Figure 3.

Systemic administration of CM-miR-143 lipoplexes suppressed tumor growth of CRC pelvic recurrence mouse

(A) Scheme of in vivo experiments to measure fluorescence. Mice were randomly divided into 2 groups after tumor formation. To measure fluorescence, miRNA lipoplexes (330 μg/kg miRNA per administration) were injected into the tail vein 3 times over 10 days. (B) All IVIS images of control (C) and CM-miR-143 (CM-143) at days 0, 3, 7, and 10 posttreatment in the DLD-1 clone#1-Luc mouse model and the HT-29-Luc mouse model are shown. (C) Fluorescence intensity was measured on days 0, 3, 7, and 10 posttreatment using IVIS in DLD-1 clone#1-Luc and HT-29-Luc mouse models (DLD-1 clone#1-Luc: n = 11, HT-29-Luc: n = 11). The graph shows variation in fluorescence intensity over time. Fold changes in fluorescence intensity were analyzed per group.

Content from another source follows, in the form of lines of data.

#[cfg(test)]
mod tests {
    use super::*;
    use crossterm::event::KeyEventState;

    fn press(code: KeyCode, modifiers: KeyModifiers) -> Event {
        Event::Key(KeyEvent {
            code,
            modifiers,
            kind: KeyEventKind::Press,
            state: KeyEventState::NONE,
        })
    }

    fn typed(mapper: &mut EventMapper, keys: &str) -> Vec<UiEvent> {
        keys.chars()
            .map(|c| {
                let modifiers = if c.is_ascii_uppercase() {
                    KeyModifiers::SHIFT
                } else {
                    KeyModifiers::NONE
                };
                mapper.map_event(press(KeyCode::Char(c), modifiers))
            })
            .collect()
    }

    fn last_command(mapper: &mut EventMapper, keys: &str) -> ViewerCommand {
        match typed(mapper, keys).pop() {
            Some(UiEvent::Command(command)) => command,
            other => panic!("{keys:?} produced {other:?}"),
        }
    }

    #[test]
    fn counts_apply_to_the_next_command_only() {
        let mut mapper = EventMapper::new();
        let events = typed(&mut mapper, "12");
        assert_eq!(events, vec![UiEvent::None, UiEvent::None]);
        assert_eq!(mapper.pending_input().as_deref(), Some("12"));

        assert_eq!(
            last_command(&mut mapper, "j"),
            ViewerCommand::ScrollDown { count: 12 }
        );
        assert_eq!(mapper.pending_input(), None);
        assert_eq!(
            last_command(&mut mapper, "k"),
            ViewerCommand::ScrollUp { count: 1 }
        );
    }

    #[test]
    fn uncounted_commands_discard_the_prefix() {
        let mut mapper = EventMapper::new();
        assert_eq!(last_command(&mut mapper, "4c"), ViewerCommand::ToggleContinuous);
        assert_eq!(
            last_command(&mut mapper, "J"),
            ViewerCommand::NextPage { count: 1 }
        );
        assert_eq!(typed(&mut mapper, "0"), vec![UiEvent::None]);
        assert_eq!(mapper.pending_input(), None);
    }

    #[test]
    fn page_jumps() {
        let mut mapper = EventMapper::new();
        assert_eq!(
            last_command(&mut mapper, "g"),
            ViewerCommand::GotoPage { page: 1 }
        );
        assert_eq!(
            last_command(&mut mapper, "G"),
            ViewerCommand::GotoPage { page: usize::MAX }
        );
        assert_eq!(
            last_command(&mut mapper, "7G"),
            ViewerCommand::GotoPage { page: 7 }
        );
        assert_eq!(
            last_command(&mut mapper, "3K"),
            ViewerCommand::PrevPage { count: 3 }
        );
    }

    #[test]
    fn zoom_keys() {
        let mut mapper = EventMapper::new();
        let expected = [
            ("z", ViewerCommand::SetZoom(Zoom::FitPage)),
            ("w", ViewerCommand::SetZoom(Zoom::FitWidth)),
            ("e", ViewerCommand::SetZoom(Zoom::FitHeight)),
            ("=", ViewerCommand::SetZoom(Zoom::Percent(125.0))),
            ("W", ViewerCommand::ZoomToWidthOfVisiblePages),
            ("+", ViewerCommand::ZoomIn),
            ("-", ViewerCommand::ZoomOut),
        ];
        for (keys, command) in expected {
            assert_eq!(last_command(&mut mapper, keys), command, "key {keys}");
        }
    }

    #[test]
    fn control_keys_walk_history_and_reload() {
        let mut mapper = EventMapper::new();
        let ctrl = |c| press(KeyCode::Char(c), KeyModifiers::CONTROL);
        assert_eq!(
            mapper.map_event(ctrl('o')),
            UiEvent::Command(ViewerCommand::JumpBackward)
        );
        assert_eq!(
            mapper.map_event(ctrl('i')),
            UiEvent::Command(ViewerCommand::JumpForward)
        );
        assert_eq!(
            mapper.map_event(press(KeyCode::Tab, KeyModifiers::NONE)),
            UiEvent::Command(ViewerCommand::JumpForward)
        );
        assert_eq!(
            mapper.map_event(ctrl('l')),
            UiEvent::Command(ViewerCommand::Reload)
        );
        // Ctrl does not fall through to the plain binding.
        assert_eq!(mapper.map_event(ctrl('j')), UiEvent::None);
    }

    #[test]
    fn search_mode_edits_and_submits_a_query() {
        let mut mapper = EventMapper::new();
        assert_eq!(typed(&mut mapper, "/"), vec![UiEvent::BeginSearch]);
        assert_eq!(mapper.mode(), InputMode::Search);
        assert_eq!(mapper.pending_input().as_deref(), Some("/"));

        // Command keys are text while searching.
        let events = typed(&mut mapper, "qx");
        assert_eq!(
            events[1],
            UiEvent::SearchQueryChanged {
                query: "qx".into()
            }
        );
        assert_eq!(
            mapper.map_event(press(KeyCode::Backspace, KeyModifiers::NONE)),
            UiEvent::SearchQueryChanged { query: "q".into() }
        );
        assert_eq!(
            mapper.map_event(press(KeyCode::Enter, KeyModifiers::NONE)),
            UiEvent::SearchSubmit { query: "q".into() }
        );
        assert_eq!(mapper.mode(), InputMode::Normal);
        assert_eq!(
            last_command(&mut mapper, "2n"),
            ViewerCommand::SearchNext { count: 2 }
        );
    }

    #[test]
    fn escape_leaves_search_without_quitting() {
        let mut mapper = EventMapper::new();
        typed(&mut mapper, "/ab");
        assert_eq!(
            mapper.map_event(press(KeyCode::Esc, KeyModifiers::NONE)),
            UiEvent::SearchCancel
        );
        assert_eq!(mapper.pending_input(), None);
        assert_eq!(typed(&mut mapper, "q"), vec![UiEvent::Quit]);
    }

    #[test]
    fn mouse_gestures() {
        let mut mapper = EventMapper::new();
        let mouse = |kind, column, row| {
            Event::Mouse(MouseEvent {
                kind,
                column,
                row,
                modifiers: KeyModifiers::NONE,
            })
        };
        assert_eq!(
            mapper.map_event(mouse(MouseEventKind::Down(MouseButton::Left), 4, 2)),
            UiEvent::Pointer {
                action: PointerAction::Press,
                column: 4,
                row: 2
            }
        );
        assert_eq!(
            mapper.map_event(mouse(MouseEventKind::Drag(MouseButton::Middle), 1, 1)),
            UiEvent::Pointer {
                action: PointerAction::PanMove,
                column: 1,
                row: 1
            }
        );
        assert_eq!(
            mapper.map_event(mouse(MouseEventKind::ScrollDown, 0, 0)),
            UiEvent::Command(ViewerCommand::ScrollDown {
                count: EventMapper::WHEEL_LINES
            })
        );
        assert_eq!(
            mapper.map_event(mouse(MouseEventKind::Down(MouseButton::Right), 0, 0)),
            UiEvent::None
        );
    }

    #[test]
    fn resize_is_reported_while_searching() {
        let mut mapper = EventMapper::new();
        typed(&mut mapper, "/");
        assert_eq!(
            mapper.map_event(Event::Resize(80, 24)),
            UiEvent::Resize {
                columns: 80,
                rows: 24
            }
        );
    }
}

In the DLD-1 clone#1-Luc mouse model, the CM-miR-143 group experienced significantly suppressed fluorescence intensity on days 3, 7, and 10 posttreatment compared with the control group; in the HT-29-Luc mouse model, significant suppression occurred only on day 10. Black arrowheads indicate the injection of miRNA lipoplexes into the tail vein. Data are presented as mean ± SEM (∗p < 0.05).